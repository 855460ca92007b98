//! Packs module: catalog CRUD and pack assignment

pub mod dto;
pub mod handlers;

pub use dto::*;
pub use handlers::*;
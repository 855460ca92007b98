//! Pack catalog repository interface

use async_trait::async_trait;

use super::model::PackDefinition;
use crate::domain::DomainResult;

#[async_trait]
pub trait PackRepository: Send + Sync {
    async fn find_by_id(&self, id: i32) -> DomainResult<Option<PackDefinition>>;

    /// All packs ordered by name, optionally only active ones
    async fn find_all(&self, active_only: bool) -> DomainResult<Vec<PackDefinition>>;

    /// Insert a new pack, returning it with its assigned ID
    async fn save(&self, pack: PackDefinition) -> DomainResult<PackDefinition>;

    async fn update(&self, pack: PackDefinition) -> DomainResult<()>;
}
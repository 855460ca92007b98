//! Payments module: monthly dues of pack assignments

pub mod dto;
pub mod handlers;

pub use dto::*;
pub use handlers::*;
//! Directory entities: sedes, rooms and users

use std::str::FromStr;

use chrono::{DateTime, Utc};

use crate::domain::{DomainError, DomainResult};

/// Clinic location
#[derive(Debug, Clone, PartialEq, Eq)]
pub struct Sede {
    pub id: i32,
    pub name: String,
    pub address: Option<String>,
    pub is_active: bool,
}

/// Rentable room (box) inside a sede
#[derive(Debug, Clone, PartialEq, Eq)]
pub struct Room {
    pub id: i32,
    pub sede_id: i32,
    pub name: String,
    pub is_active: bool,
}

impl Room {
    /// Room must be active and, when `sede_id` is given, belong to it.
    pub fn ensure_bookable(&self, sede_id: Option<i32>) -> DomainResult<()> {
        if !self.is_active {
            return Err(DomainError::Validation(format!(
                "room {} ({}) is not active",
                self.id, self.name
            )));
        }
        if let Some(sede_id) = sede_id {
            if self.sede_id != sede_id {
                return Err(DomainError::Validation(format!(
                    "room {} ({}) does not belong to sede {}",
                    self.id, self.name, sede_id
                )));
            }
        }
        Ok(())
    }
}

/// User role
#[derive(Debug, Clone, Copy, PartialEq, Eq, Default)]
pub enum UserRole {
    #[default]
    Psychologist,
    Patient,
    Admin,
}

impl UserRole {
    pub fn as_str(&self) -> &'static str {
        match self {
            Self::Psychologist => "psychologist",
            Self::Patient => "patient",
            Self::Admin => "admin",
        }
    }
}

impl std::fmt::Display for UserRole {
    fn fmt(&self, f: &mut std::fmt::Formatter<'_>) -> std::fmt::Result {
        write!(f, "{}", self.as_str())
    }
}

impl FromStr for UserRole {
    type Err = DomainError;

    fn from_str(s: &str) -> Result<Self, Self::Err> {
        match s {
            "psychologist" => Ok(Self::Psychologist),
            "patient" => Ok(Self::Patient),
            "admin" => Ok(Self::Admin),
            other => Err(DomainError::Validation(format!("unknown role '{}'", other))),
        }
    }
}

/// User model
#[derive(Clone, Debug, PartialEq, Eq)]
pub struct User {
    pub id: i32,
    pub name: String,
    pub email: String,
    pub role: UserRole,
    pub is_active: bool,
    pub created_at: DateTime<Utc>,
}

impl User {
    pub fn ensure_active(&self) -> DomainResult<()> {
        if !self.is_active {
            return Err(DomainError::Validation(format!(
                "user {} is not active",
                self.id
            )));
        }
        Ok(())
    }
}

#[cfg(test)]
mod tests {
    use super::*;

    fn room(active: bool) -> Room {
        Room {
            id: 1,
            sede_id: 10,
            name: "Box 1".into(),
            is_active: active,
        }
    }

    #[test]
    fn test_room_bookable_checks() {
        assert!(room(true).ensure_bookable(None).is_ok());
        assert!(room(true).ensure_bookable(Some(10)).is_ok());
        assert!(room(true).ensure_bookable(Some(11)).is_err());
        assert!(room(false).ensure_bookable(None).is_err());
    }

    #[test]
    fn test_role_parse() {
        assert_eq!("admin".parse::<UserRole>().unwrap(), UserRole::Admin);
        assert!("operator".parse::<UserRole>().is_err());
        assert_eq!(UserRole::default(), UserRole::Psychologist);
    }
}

***

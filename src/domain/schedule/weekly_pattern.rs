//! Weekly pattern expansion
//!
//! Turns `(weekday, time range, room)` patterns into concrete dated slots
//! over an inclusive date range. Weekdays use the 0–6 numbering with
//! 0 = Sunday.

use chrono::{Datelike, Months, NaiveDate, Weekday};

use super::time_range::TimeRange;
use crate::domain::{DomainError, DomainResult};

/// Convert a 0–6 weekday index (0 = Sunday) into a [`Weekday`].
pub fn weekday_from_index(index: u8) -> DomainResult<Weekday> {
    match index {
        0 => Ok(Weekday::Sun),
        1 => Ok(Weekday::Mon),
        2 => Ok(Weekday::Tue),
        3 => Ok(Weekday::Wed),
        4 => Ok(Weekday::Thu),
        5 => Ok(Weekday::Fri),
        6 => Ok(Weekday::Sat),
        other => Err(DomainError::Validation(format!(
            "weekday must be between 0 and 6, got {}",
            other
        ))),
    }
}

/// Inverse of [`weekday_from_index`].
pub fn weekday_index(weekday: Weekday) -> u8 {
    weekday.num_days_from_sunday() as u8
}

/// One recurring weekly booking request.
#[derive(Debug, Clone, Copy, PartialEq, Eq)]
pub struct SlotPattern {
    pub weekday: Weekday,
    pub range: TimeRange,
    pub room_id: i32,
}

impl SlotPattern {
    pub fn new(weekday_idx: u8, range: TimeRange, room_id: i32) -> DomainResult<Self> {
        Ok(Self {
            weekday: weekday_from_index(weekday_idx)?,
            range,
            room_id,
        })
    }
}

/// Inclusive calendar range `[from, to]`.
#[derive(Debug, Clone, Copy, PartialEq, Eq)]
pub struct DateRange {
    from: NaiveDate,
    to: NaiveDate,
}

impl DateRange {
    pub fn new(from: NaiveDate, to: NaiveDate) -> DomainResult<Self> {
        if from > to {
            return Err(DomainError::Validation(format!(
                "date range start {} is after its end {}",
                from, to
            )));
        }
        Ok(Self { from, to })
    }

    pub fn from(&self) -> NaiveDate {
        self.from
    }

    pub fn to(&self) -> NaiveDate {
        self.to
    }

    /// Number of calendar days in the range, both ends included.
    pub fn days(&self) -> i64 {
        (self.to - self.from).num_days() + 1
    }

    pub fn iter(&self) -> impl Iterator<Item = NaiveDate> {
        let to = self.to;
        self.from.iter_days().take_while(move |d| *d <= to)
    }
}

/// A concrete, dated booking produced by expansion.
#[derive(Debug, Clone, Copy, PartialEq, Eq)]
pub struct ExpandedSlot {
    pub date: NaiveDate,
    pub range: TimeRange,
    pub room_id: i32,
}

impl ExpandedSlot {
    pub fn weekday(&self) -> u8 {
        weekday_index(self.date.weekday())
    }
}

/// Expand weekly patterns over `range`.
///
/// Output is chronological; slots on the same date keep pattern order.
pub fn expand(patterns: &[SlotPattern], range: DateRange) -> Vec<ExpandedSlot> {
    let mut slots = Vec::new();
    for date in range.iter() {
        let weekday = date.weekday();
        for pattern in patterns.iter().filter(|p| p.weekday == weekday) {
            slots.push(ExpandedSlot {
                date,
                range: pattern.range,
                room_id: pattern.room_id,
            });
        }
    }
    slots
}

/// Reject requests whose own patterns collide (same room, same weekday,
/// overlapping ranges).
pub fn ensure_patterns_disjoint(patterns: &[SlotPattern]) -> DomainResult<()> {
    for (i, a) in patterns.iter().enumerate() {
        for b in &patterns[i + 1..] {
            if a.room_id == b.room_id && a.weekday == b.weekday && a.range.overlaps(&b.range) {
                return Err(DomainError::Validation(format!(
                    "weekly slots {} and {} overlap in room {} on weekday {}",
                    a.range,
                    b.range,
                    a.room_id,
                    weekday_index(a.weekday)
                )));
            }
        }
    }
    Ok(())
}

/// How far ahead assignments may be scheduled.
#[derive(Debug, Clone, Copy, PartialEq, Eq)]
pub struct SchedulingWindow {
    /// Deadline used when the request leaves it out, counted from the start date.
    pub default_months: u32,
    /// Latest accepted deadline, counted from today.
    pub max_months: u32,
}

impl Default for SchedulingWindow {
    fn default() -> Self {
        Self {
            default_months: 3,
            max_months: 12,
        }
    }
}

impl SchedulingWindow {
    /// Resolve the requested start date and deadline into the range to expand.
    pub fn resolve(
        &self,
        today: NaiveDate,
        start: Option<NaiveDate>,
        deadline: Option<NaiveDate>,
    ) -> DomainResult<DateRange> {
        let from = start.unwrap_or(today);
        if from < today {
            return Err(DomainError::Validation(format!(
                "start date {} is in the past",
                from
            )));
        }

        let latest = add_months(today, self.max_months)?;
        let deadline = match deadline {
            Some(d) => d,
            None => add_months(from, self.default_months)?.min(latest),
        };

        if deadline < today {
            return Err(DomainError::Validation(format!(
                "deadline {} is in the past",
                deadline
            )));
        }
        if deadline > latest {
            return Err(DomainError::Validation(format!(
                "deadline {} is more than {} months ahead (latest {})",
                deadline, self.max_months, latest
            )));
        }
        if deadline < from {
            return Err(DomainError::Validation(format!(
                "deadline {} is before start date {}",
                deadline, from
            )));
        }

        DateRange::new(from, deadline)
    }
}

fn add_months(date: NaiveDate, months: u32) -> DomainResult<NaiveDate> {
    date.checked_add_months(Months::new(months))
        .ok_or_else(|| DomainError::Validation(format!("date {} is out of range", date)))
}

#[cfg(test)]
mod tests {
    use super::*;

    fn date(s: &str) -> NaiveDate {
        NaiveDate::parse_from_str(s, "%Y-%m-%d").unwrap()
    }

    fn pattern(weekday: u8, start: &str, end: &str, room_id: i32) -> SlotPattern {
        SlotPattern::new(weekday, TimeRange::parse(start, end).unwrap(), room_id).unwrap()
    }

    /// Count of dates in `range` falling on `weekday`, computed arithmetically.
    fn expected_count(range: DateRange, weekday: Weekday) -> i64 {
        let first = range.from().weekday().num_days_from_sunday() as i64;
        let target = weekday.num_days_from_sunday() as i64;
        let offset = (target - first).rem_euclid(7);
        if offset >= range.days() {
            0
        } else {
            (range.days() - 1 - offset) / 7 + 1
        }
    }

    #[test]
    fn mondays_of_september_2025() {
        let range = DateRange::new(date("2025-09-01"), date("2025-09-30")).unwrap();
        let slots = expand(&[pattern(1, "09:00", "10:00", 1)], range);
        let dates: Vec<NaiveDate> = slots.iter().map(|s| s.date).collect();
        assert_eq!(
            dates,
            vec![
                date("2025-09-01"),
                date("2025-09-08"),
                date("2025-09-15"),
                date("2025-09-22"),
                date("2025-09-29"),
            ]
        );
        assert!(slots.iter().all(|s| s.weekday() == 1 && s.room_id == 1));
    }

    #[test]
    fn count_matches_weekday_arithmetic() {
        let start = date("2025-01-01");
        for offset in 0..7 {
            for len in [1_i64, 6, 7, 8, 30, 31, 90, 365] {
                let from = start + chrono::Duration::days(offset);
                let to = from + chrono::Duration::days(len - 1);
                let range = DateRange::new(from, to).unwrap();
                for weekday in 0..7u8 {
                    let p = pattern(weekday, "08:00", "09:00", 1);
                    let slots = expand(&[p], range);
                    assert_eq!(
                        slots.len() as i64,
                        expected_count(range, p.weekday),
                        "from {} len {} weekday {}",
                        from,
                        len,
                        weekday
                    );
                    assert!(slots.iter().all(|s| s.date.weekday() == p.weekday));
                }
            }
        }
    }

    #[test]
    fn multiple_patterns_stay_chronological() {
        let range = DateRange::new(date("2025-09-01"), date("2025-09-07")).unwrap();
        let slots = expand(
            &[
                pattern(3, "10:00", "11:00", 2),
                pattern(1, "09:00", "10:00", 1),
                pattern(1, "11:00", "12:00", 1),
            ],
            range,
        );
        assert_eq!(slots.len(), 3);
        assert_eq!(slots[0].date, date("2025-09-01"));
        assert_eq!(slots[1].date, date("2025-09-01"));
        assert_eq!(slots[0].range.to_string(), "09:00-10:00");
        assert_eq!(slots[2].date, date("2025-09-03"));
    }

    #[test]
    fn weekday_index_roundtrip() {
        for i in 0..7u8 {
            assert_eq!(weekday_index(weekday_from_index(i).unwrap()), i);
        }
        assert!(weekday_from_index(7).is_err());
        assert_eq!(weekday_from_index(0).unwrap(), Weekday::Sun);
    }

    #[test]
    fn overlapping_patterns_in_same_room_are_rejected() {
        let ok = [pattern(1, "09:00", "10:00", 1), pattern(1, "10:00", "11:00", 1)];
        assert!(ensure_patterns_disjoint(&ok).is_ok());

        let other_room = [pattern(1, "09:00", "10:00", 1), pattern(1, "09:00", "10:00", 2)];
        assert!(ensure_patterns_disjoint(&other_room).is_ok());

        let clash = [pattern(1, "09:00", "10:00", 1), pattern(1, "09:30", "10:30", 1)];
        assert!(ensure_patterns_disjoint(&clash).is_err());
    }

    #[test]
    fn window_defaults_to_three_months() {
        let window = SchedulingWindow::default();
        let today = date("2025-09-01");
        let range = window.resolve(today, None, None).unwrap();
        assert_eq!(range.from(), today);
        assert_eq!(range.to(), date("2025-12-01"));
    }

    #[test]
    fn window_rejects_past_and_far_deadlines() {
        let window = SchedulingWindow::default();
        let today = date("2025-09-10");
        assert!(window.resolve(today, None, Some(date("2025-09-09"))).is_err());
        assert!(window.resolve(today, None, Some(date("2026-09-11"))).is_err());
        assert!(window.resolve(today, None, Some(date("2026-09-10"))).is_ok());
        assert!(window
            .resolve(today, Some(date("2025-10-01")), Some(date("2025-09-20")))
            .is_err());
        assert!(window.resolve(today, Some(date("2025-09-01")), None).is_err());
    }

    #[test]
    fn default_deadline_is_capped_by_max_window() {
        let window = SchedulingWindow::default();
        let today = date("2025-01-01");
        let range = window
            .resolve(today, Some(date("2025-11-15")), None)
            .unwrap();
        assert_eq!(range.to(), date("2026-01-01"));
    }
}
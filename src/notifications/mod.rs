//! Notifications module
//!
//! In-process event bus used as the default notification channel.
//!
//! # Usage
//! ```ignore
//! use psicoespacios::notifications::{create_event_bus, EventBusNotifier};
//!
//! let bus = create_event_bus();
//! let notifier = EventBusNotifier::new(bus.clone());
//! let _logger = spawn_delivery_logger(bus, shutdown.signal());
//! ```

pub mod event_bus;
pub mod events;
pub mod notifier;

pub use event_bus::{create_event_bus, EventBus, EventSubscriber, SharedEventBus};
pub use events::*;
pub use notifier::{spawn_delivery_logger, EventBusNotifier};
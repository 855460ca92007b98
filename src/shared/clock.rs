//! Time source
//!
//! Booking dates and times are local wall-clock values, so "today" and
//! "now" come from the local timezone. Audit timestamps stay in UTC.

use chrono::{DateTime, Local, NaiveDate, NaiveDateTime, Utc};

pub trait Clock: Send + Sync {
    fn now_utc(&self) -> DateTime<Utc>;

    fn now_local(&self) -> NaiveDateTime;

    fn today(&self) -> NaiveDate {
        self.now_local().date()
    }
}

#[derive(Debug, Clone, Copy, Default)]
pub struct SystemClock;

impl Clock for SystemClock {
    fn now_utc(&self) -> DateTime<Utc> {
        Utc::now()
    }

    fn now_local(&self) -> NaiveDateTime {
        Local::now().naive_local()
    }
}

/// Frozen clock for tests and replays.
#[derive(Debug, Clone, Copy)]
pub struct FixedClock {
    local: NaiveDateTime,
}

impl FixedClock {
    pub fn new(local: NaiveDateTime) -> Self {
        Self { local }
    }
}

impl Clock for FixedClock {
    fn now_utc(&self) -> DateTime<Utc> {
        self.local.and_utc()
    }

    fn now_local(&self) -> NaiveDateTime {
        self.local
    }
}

***

- _What needs to be done_: Each line above with the word "TimeRange" must be returned.

- _Task response_:
use super::time_range::TimeRange;
    pub range: TimeRange,
    pub fn new(weekday_idx: u8, range: TimeRange, room_id: i32) -> DomainResult<Self> {
    pub range: TimeRange,
        SlotPattern::new(weekday, TimeRange::parse(start, end).unwrap(), room_id).unwrap()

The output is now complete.